CASE HISTORIES

A Sampling of the EventSavvy Track Record

Anheuser-Busch -- Bud Bowl 2001 - Super Bowl XXXV, Tampa

How do you generate local market awareness - and incremental sales - for your brand within the overpowering spectacle of a Super Bowl?

EventSavvy designed a plan to make "Bud Bowl" a dominating presence in Tampa's Ybor City entertainment district. We created a win-win arrangement among Budweiser, the City of Tampa, local media and hundreds of local retailers. We publicized Bud Bowl - a variety of live entertainment, interactive exhibits, games and celebrity appearances as THE place to be during Super Bowl weekend. The result: more than 500,000 people - the largest crowd in Ybor City's history - made Bud Bowl the weekend's most popular attraction…more than 75 live and taped TV broadcasts from Bud Bowl…and a 20% increase in beer sales in Tampa-Orlando during the Super Bowl period.

BMW Signature Car - 1996 Olympic Torch Relay

How do you generate dominating image and sales-contributing awareness for a company with only a supporting role in a nationwide, three-month event?

BMW, official motor vehicle provider to the 1996 Coca-Cola Olympic Torch Relay, combined with Event Savvy on the "Signature Car" campaign. The specially decaled BMW 3-series was positioned and publicized as "leading the Torch Relay across America." Along the 13,000 cross-country route, and in more than 75 major cities, EventSavvy helped make the Signature Car's arrival a major media event by attracting local and national celebrities and Olympic champions to put their autographs right on the car. EventSavvy, veterans of the 1984 Los Angeles Olympic Torch Relay, hired, trained and deployed advance teams to promote, stage and publicize more than 100 ceremonies leading up the '96 Games. The result: BMW received as much - in some markets, more - news coverage than the primary sponsor. When asked, many consumers said BMW was the company primarily responsible for bringing the Olympic Torch to their cities.

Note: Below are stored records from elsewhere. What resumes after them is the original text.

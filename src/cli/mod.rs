//! Vigil CLI
//!
//! Commands:
//! - `vigil run` - Run the orchestrator and its HTTP API
//! - `vigil status` - Show system health from a running instance
//! - `vigil events` - Page through remediation history
//! - `vigil trigger` - Request a manual remediation
//! - `vigil check-config` - Validate configuration and exit

pub mod client;
pub mod output;

use clap::{Parser, Subcommand};

pub use client::ApiClient;
pub use output::OutputMode;

/// Self-healing orchestrator
#[derive(Parser, Debug)]
#[command(name = "vigil")]
#[command(author, version, about = "Health probing, circuit breaking and automated remediation")]
pub struct Cli {
    #[command(subcommand)]
    pub command: Option<Commands>,

    /// Configuration directory (default.toml, {VIGIL_ENV}.toml)
    #[arg(short, long, env = "VIGIL_CONFIG_DIR", default_value = "config")]
    pub config_dir: String,

    /// Base URL of a running vigil API
    #[arg(short, long, env = "VIGIL_URL", default_value = "http://localhost:8007")]
    pub url: String,

    /// Print JSON instead of tables
    #[arg(long, global = true)]
    pub json: bool,
}

#[derive(Subcommand, Debug, Clone)]
pub enum Commands {
    /// Run the orchestrator loop and HTTP API (default)
    Run,
    /// Show system health
    Status,
    /// Show recent remediation events, newest first
    Events {
        #[arg(long, default_value = "20")]
        limit: usize,
        #[arg(long, default_value = "0")]
        offset: usize,
    },
    /// Trigger a remediation for one dependency
    Trigger {
        /// Dependency name
        name: String,
        /// restart, clear_cache or circuit_break
        action: String,
    },
    /// Validate configuration and exit
    CheckConfig,
}

#[cfg(test)]
mod tests {
    use super::*;

    #[test]
    fn test_parse_trigger() {
        let cli = Cli::parse_from(["vigil", "trigger", "cache-service", "clear_cache"]);
        match cli.command {
            Some(Commands::Trigger { name, action }) => {
                assert_eq!(name, "cache-service");
                assert_eq!(action, "clear_cache");
            }
            other => panic!("unexpected command: {:?}", other),
        }
    }

    #[test]
    fn test_defaults() {
        let cli = Cli::parse_from(["vigil", "--json", "events", "--limit", "5"]);
        assert!(cli.json);
        assert!(matches!(
            cli.command,
            Some(Commands::Events { limit: 5, offset: 0 })
        ));
        assert!(Cli::parse_from(["vigil"]).command.is_none());
    }

    #[test]
    fn test_cli_definition_is_consistent() {
        use clap::CommandFactory;
        Cli::command().debug_assert();
    }
}
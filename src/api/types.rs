use chrono::{DateTime, Utc};
use serde::{Deserialize, Serialize};

use crate::domain::{RemediationAction, RemediationEvent};

// ============================================================================
// System Types
// ============================================================================

#[derive(Debug, Clone, Serialize, Deserialize)]
pub struct LivenessResponse {
    pub status: String,
    pub service: String,
    pub version: String,
    pub uptime_secs: i64,
    pub cycle: u64,
}

#[derive(Debug, Clone, Serialize, Deserialize)]
pub struct ErrorResponse {
    pub error: String,
}

// ============================================================================
// Healing Types
// ============================================================================

pub const DEFAULT_EVENTS_LIMIT: usize = 50;
pub const MAX_EVENTS_LIMIT: usize = 500;

#[derive(Debug, Default, Deserialize)]
pub struct EventsQuery {
    pub limit: Option<usize>,
    pub offset: Option<usize>,
}

impl EventsQuery {
    pub fn limit(&self) -> usize {
        self.limit.unwrap_or(DEFAULT_EVENTS_LIMIT).min(MAX_EVENTS_LIMIT)
    }

    pub fn offset(&self) -> usize {
        self.offset.unwrap_or(0)
    }
}

#[derive(Debug, Clone, Serialize, Deserialize)]
pub struct EventsResponse {
    pub events: Vec<RemediationEvent>,
    pub count: usize,
    pub limit: usize,
    pub offset: usize,
}

#[derive(Debug, Clone, Serialize, Deserialize)]
pub struct TriggerRequest {
    pub action: String,
}

#[derive(Debug, Clone, Serialize, Deserialize)]
pub struct TriggerResponse {
    pub status: String,
    pub dependency: String,
    pub action: RemediationAction,
    pub requested_at: DateTime<Utc>,
}

// ============================================================================
// Dependency Types
// ============================================================================

#[derive(Debug, Clone, Serialize, Deserialize)]
pub struct RegisterDependencyRequest {
    pub name: String,
    pub url: String,
    #[serde(default)]
    pub timeout_ms: Option<u64>,
    #[serde(default)]
    pub degraded_latency_ms: Option<u64>,
}

#[cfg(test)]
mod tests {
    use super::*;

    #[test]
    fn test_events_query_caps_limit() {
        let query = EventsQuery {
            limit: Some(10_000),
            offset: None,
        };
        assert_eq!(query.limit(), MAX_EVENTS_LIMIT);
        assert_eq!(query.offset(), 0);
        assert_eq!(EventsQuery::default().limit(), DEFAULT_EVENTS_LIMIT);
    }
}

Sara Lee/Hanes - 1996 Olympic T-shirt Auction

How do you keep a 500-consecutive-day campaign "top of mind" with the public and an ever-skeptical news media?

Sara Lee's Hanes division faced such a challenge with the 1996 Atlanta Olympic Games T-Shirt Auction. With the Games on very few media radar screens in March 1995, EventSavvy was hired to get the T-shirt auction kick-started. We created a mystique-teaser campaign fueling speculation about how much money the first (Day 500) T-shirt would command. We staged a black-tie event at Atlanta's most popular shopping mall attracting more than 10,000 people and hundreds of bids. The result: the Day 500 T-shirt fetched more than $25,000, setting a tone that ultimately led to the raising of more than $1 million for local charities. Olympic Games organizers credit the Hanes T-shirt auction as a primary catalyst to building and sustaining enthusiasm - and ticket sales - for the Atlanta Games.

Coca-Cola Hand Across America - 1986

How do you get more than two million people to hold hands in a 3,000-plus mile human chain on one day in May, 1986?

Coca-Cola had the challenge of sponsoring and pulling off this record-shattering feat. EventSavvy was brought in and, six months before Hands Across America Day, created the Coca-Cola HAA Radio Network. We scripted more than 1,000 custom public service announcements voiced by some of the world's top celebrities, who encouraged everyone to join the fight against hunger and homelessness in America. The PSAa aired over more than 250 radio stations nationwide to an audience of close to 100 million. The result: On May 25, 1986, 2.4 million people stepped out of their daily routine - stood along a pre-determined (and advance promoted by Event Savvy) route stretching from New York to Los Angeles - and simultaneously held hands. More than $30 million was raised, and Coca-Cola was the beneficiary of immense image and sales enhancements through unparalleled news media coverage.

Burger King "VIP Night on Broadway" for New York City Police - 1979

How do you engineer your client's take-the-lead corporate response to a life-or-death public need?

The situation: New York City policemen and women were being gunned down at an alarming rate. In one incident two patrolmen were killed but a third, wearing a bulletproof vest, was slightly wounded. NYPD, through the Patrolman's Benevolent Association, put out a public plea to secure bulletproof vests for every one of "New York's Finest." The City of New York could not afford the significant expense. Burger King stepped up and, working with Burson-Marsteller and EventSavvy, created and produced a one-time-only variety show, featuring a Who's Who of the Broadway stage and Hollywood. The event was held at the Shubert Theater on a Sunday night, when Broadway is traditionally "dark." The result: A sell-out black-tie crowd, paying $96 per head (price of a vest), enjoyed the talents of some of America's biggest stars…and capped it off with a "Whopper & Champagne" cast party in Times Square. Burger King's action galvanized the corporate sector to action and directly led to bulletproof vests soon being provided to the entire New York City Police Department.